What I was most fascinated with were the pictures of him when he was young, before the wall fell. Mostly black and white snapshots, some color shots in the 80s, some of him as a child with his father in the late 60s. Glimpses of what life was like then. We were told there was no happiness on the other side, which was evidently untrue in these pictures. There was one of him as a young man at Checkpoint Charlie taken from the eastern side, opposing the American Sector. He was standing there by the now famous sign smiling. All of the images were of him smiling. Yet another reminder for me. There were others of him gleefully chipping away at the wall as it was coming down, surrounded by others looking and feeling likewise. I watched it all happen from television, nearly in disbelief. I remember the feeling, that of what must be a global celebration, as if goodness somehow won, or at the very least had a glimpse of a chance.
A portion of the wall was put on display at the Hard Rock Cafe in Orlando, a concrete symbol of the times.

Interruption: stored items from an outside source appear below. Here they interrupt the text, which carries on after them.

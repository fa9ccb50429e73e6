// -------------------------------------------------------------------------------------------------
//  Copyright (C) 2015-2025 Nautech Systems Pty Ltd. All rights reserved.
//  https://nautechsystems.io
//
//  Licensed under the GNU Lesser General Public License Version 3.0 (the "License");
//  You may not use this file except in compliance with the License.
//  You may obtain a copy of the License at https://www.gnu.org/licenses/lgpl-3.0.en.html
//
//  Unless required by applicable law or agreed to in writing, software
//  distributed under the License is distributed on an "AS IS" BASIS,
//  WITHOUT WARRANTIES OR CONDITIONS OF ANY KIND, either express or implied.
//  See the License for the specific language governing permissions and
//  limitations under the License.
// -------------------------------------------------------------------------------------------------

//! Policy-driven retry execution for fallible async operations.

use std::{fmt, future::Future, marker::PhantomData, sync::Arc, time::Duration};

use tokio::time::sleep;
use tracing::{debug, warn};

use crate::{backoff::compute_delay, policy::RetryPolicy};

/// Function type for observing the start of each attempt.
pub type AttemptStartHandler = Arc<dyn Fn(u32) + Send + Sync>;

/// Function type for observing a scheduled retry.
pub type RetryStartHandler = Arc<dyn Fn(u32, Duration) + Send + Sync>;

/// Function type for observing success after at least one retry.
pub type RetryCompleteHandler = Arc<dyn Fn() + Send + Sync>;

/// Function type for observing terminal failure.
pub type RetryFailedHandler<E> = Arc<dyn Fn(&E, u32) + Send + Sync>;

/// Lifecycle callbacks fired by [`RetryExecutor::execute`].
///
/// All handlers are optional; the default bundle observes nothing.
pub struct RetryCallbacks<E> {
    /// Called with the 1-based attempt number before each attempt begins executing.
    pub on_attempt_start: Option<AttemptStartHandler>,
    /// Called when a retry is scheduled, with the number of failed attempts so
    /// far and the delay before the next one.
    pub on_retry_start: Option<RetryStartHandler>,
    /// Called when the operation succeeds after at least one retry.
    pub on_retry_complete: Option<RetryCompleteHandler>,
    /// Called exactly once when the operation fails terminally, with the final
    /// error and the failing attempt number.
    pub on_retry_failed: Option<RetryFailedHandler<E>>,
}

impl<E> Default for RetryCallbacks<E> {
    fn default() -> Self {
        Self {
            on_attempt_start: None,
            on_retry_start: None,
            on_retry_complete: None,
            on_retry_failed: None,
        }
    }
}

impl<E> fmt::Debug for RetryCallbacks<E> {
    fn fmt(&self, f: &mut fmt::Formatter<'_>) -> fmt::Result {
        f.debug_struct(stringify!(RetryCallbacks))
            .field(
                "on_attempt_start",
                &self.on_attempt_start.as_ref().map(|_| "<function>"),
            )
            .field(
                "on_retry_start",
                &self.on_retry_start.as_ref().map(|_| "<function>"),
            )
            .field(
                "on_retry_complete",
                &self.on_retry_complete.as_ref().map(|_| "<function>"),
            )
            .field(
                "on_retry_failed",
                &self.on_retry_failed.as_ref().map(|_| "<function>"),
            )
            .finish()
    }
}

impl<E> Clone for RetryCallbacks<E> {
    fn clone(&self) -> Self {
        Self {
            on_attempt_start: self.on_attempt_start.clone(),
            on_retry_start: self.on_retry_start.clone(),
            on_retry_complete: self.on_retry_complete.clone(),
            on_retry_failed: self.on_retry_failed.clone(),
        }
    }
}

/// Policy-driven executor for fallible async operations.
///
/// The executor is stateless and thread-safe: every call to [`Self::execute`]
/// runs with its own attempt counter, so one executor can be shared across
/// concurrent operations.
#[derive(Debug)]
pub struct RetryExecutor<E> {
    policy: RetryPolicy,
    _phantom: PhantomData<E>,
}

impl<E> RetryExecutor<E>
where
    E: std::error::Error,
{
    /// Creates a new executor governed by the given policy.
    ///
    /// # Errors
    ///
    /// Returns an error if the policy is invalid.
    pub fn new(policy: RetryPolicy) -> anyhow::Result<Self> {
        policy.validate()?;
        Ok(Self {
            policy,
            _phantom: PhantomData,
        })
    }

    /// Returns the governing policy.
    #[must_use]
    pub const fn policy(&self) -> &RetryPolicy {
        &self.policy
    }

    /// Executes an operation with retries governed by the executor's policy.
    ///
    /// Attempts run strictly sequentially. After a failed attempt the
    /// `should_retry` predicate decides, given the error and the 1-based
    /// attempt number, whether another attempt is scheduled; exhausting the
    /// policy's attempt ceiling always stops. Between attempts the engine
    /// sleeps for a jittered exponential backoff delay.
    ///
    /// # Errors
    ///
    /// Returns the original error from the final attempt, unwrapped, when no
    /// further retry is scheduled.
    pub async fn execute<F, Fut, T>(
        &self,
        operation_name: &str,
        mut operation: F,
        should_retry: impl Fn(&E, u32) -> bool,
        callbacks: &RetryCallbacks<E>,
    ) -> Result<T, E>
    where
        F: FnMut() -> Fut,
        Fut: Future<Output = Result<T, E>>,
    {
        let max_attempts = self.policy.max_attempts;
        let mut attempt = 1;

        // Every terminal path returns from inside the loop: the exhaustion
        // check fires no later than `max_attempts`, which validation
        // guarantees is at least 1
        loop {
            if let Some(handler) = &callbacks.on_attempt_start {
                handler(attempt);
            }

            match operation().await {
                Ok(value) => {
                    if attempt > 1 {
                        debug!("Operation '{operation_name}' succeeded after {attempt} attempts");
                        if let Some(handler) = &callbacks.on_retry_complete {
                            handler();
                        }
                    }
                    return Ok(value);
                }
                Err(error) => {
                    if !should_retry(&error, attempt) {
                        debug!(
                            "Operation '{operation_name}' failed with non-retryable error: {error}"
                        );
                        if let Some(handler) = &callbacks.on_retry_failed {
                            handler(&error, attempt);
                        }
                        return Err(error);
                    }

                    if attempt >= max_attempts {
                        warn!(
                            "Operation '{operation_name}' failed after {attempt} attempts: {error}"
                        );
                        if let Some(handler) = &callbacks.on_retry_failed {
                            handler(&error, attempt);
                        }
                        return Err(error);
                    }

                    let delay = compute_delay(attempt, &self.policy);
                    debug!(
                        "Operation '{operation_name}' failed (attempt {attempt}/{max_attempts}), retrying in {delay:?}: {error}"
                    );
                    if let Some(handler) = &callbacks.on_retry_start {
                        handler(attempt, delay);
                    }
                    sleep(delay).await;
                    attempt += 1;
                }
            }
        }
    }

    /// Executes an operation treating every error as retryable.
    ///
    /// Equivalent to [`Self::execute`] with a predicate that always returns
    /// true; the policy's attempt ceiling still applies.
    ///
    /// # Errors
    ///
    /// Returns the original error from the final attempt once the attempt
    /// ceiling is exhausted.
    pub async fn execute_always<F, Fut, T>(
        &self,
        operation_name: &str,
        operation: F,
        callbacks: &RetryCallbacks<E>,
    ) -> Result<T, E>
    where
        F: FnMut() -> Fut,
        Fut: Future<Output = Result<T, E>>,
    {
        self.execute(operation_name, operation, |_, _| true, callbacks)
            .await
    }
}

We may go have brunch today with a few friends. There were a handful at the memorial last night. We have all grown older, of course, there is no surprise there. Though we all seemed content, if not happy. It was pleasant to see familiar and friendly faces. There is some softening with age, even as the lines of age deepen, the stories ripening in our voices. There was something satisfying to stand and chat with older versions of ourselves. Our boy running from room to room, being a boy, a child, prepared to take over something, practicing for the inevitable coup of time. I was charmed by it all. We seemed so at ease in our skin. So lovely, scarce, even precious. Our numbers now diminished by one.